[RECORDED DATA — start]
//! Access token signing/validation and refresh token generation.
//!
//! Access tokens are HS256 JWTs, stateless and short-lived. Refresh tokens are
//! opaque random strings with no embedded meaning: they are only valid while a
//! matching row exists in the session store.

use base64::Engine;
use base64::engine::general_purpose::URL_SAFE_NO_PAD;
use jsonwebtoken::errors::ErrorKind;
use jsonwebtoken::{Algorithm, DecodingKey, EncodingKey, Header, Validation};
use rand::RngCore;
use serde::{Deserialize, Serialize};

/// Access token lifetime: 30 minutes
pub const DEFAULT_ACCESS_TTL_SECS: u64 = 30 * 60;

/// Refresh token lifetime: 30 days
pub const DEFAULT_REFRESH_TTL_SECS: u64 = 30 * 24 * 60 * 60;

/// Random bytes per refresh token (256 bits).
const REFRESH_TOKEN_BYTES: usize = 32;

/// JWT claims for access tokens.
#[derive(Debug, Clone, Serialize, Deserialize)]
pub struct AccessClaims {
    /// Subject (principal ID)
    pub sub: String,
    /// Issued at (Unix timestamp)
    pub iat: u64,
    /// Expiration time (Unix timestamp)
    pub exp: u64,
}

/// A freshly minted access token.
#[derive(Debug, Clone)]
pub struct AccessToken {
    pub token: String,
    /// Lifetime in seconds
    pub duration: u64,
}

/// Signs and validates access tokens with a process-wide secret.
#[derive(Clone)]
pub struct TokenCodec {
    encoding_key: EncodingKey,
    decoding_key: DecodingKey,
    access_ttl: u64,
}

impl TokenCodec {
    /// Create a codec with the given secret and the default 30 minute access lifetime.
    pub fn new(secret: &[u8]) -> Self {
        Self::with_access_ttl(secret, DEFAULT_ACCESS_TTL_SECS)
    }

    pub fn with_access_ttl(secret: &[u8], access_ttl: u64) -> Self {
        Self {
            encoding_key: EncodingKey::from_secret(secret),
            decoding_key: DecodingKey::from_secret(secret),
            access_ttl,
        }
    }

    /// Mint an access token for `subject` that expires at `now + access_ttl`.
    pub fn mint_access(&self, subject: i64, now: u64) -> Result<AccessToken, TokenError> {
        let exp = now
            .checked_add(self.access_ttl)
            .ok_or(TokenError::ExpiryOverflow)?;
        let claims = AccessClaims {
            sub: subject.to_string(),
            iat: now,
            exp,
        };

        let token = jsonwebtoken::encode(&Header::new(Algorithm::HS256), &claims, &self.encoding_key)
            .map_err(TokenError::Encoding)?;

        Ok(AccessToken {
            token,
            duration: self.access_ttl,
        })
    }

    /// Validate an access token and return its subject.
    ///
    /// Expiry is checked against `now` rather than the system clock; a token is
    /// rejected once `now >= exp`.
    pub fn verify_access(&self, token: &str, now: u64) -> Result<i64, TokenError> {
        let mut validation = Validation::new(Algorithm::HS256);
        validation.leeway = 0;
        validation.validate_exp = false;

        let data = jsonwebtoken::decode::<AccessClaims>(token, &self.decoding_key, &validation)
            .map_err(|e| match e.kind() {
                ErrorKind::InvalidSignature => TokenError::BadSignature,
                _ => TokenError::Malformed,
            })?;

        if now >= data.claims.exp {
            return Err(TokenError::Expired);
        }

        data.claims.sub.parse().map_err(|_| TokenError::Malformed)
    }

    /// Generate an opaque refresh token.
    pub fn mint_refresh(&self) -> String {
        let mut bytes = [0u8; REFRESH_TOKEN_BYTES];
        rand::rng().fill_bytes(&mut bytes);
        URL_SAFE_NO_PAD.encode(bytes)
    }
}

/// Reasons an access token can be rejected or fail to mint.
/// Callers surface every verification failure the same way; the variant is for logs.
#[derive(Debug)]
pub enum TokenError {
    /// Error encoding the token
    Encoding(jsonwebtoken::errors::Error),
    /// `now + access_ttl` does not fit in a timestamp
    ExpiryOverflow,
    /// Not a well-formed token for this codec
    Malformed,
    /// Signature does not match the secret
    BadSignature,
    /// Past its expiry
    Expired,
}

impl std::fmt::Display for TokenError {
    fn fmt(&self, f: &mut std::fmt::Formatter<'_>) -> std::fmt::Result {
        match self {
            TokenError::Encoding(e) => write!(f, "Failed to encode token: {}", e),
            TokenError::ExpiryOverflow => write!(f, "Token expiry overflows"),
            TokenError::Malformed => write!(f, "Malformed token"),
            TokenError::BadSignature => write!(f, "Invalid token signature"),
            TokenError::Expired => write!(f, "Token expired"),
        }
    }
}

impl std::error::Error for TokenError {}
[RECORDED DATA — finish]
§ REQUIRED ACTION: From the entries above, copy each line holding "Deserialize".

§ TASK ANSWER:
use serde::{Deserialize, Serialize};
#[derive(Debug, Clone, Serialize, Deserialize)]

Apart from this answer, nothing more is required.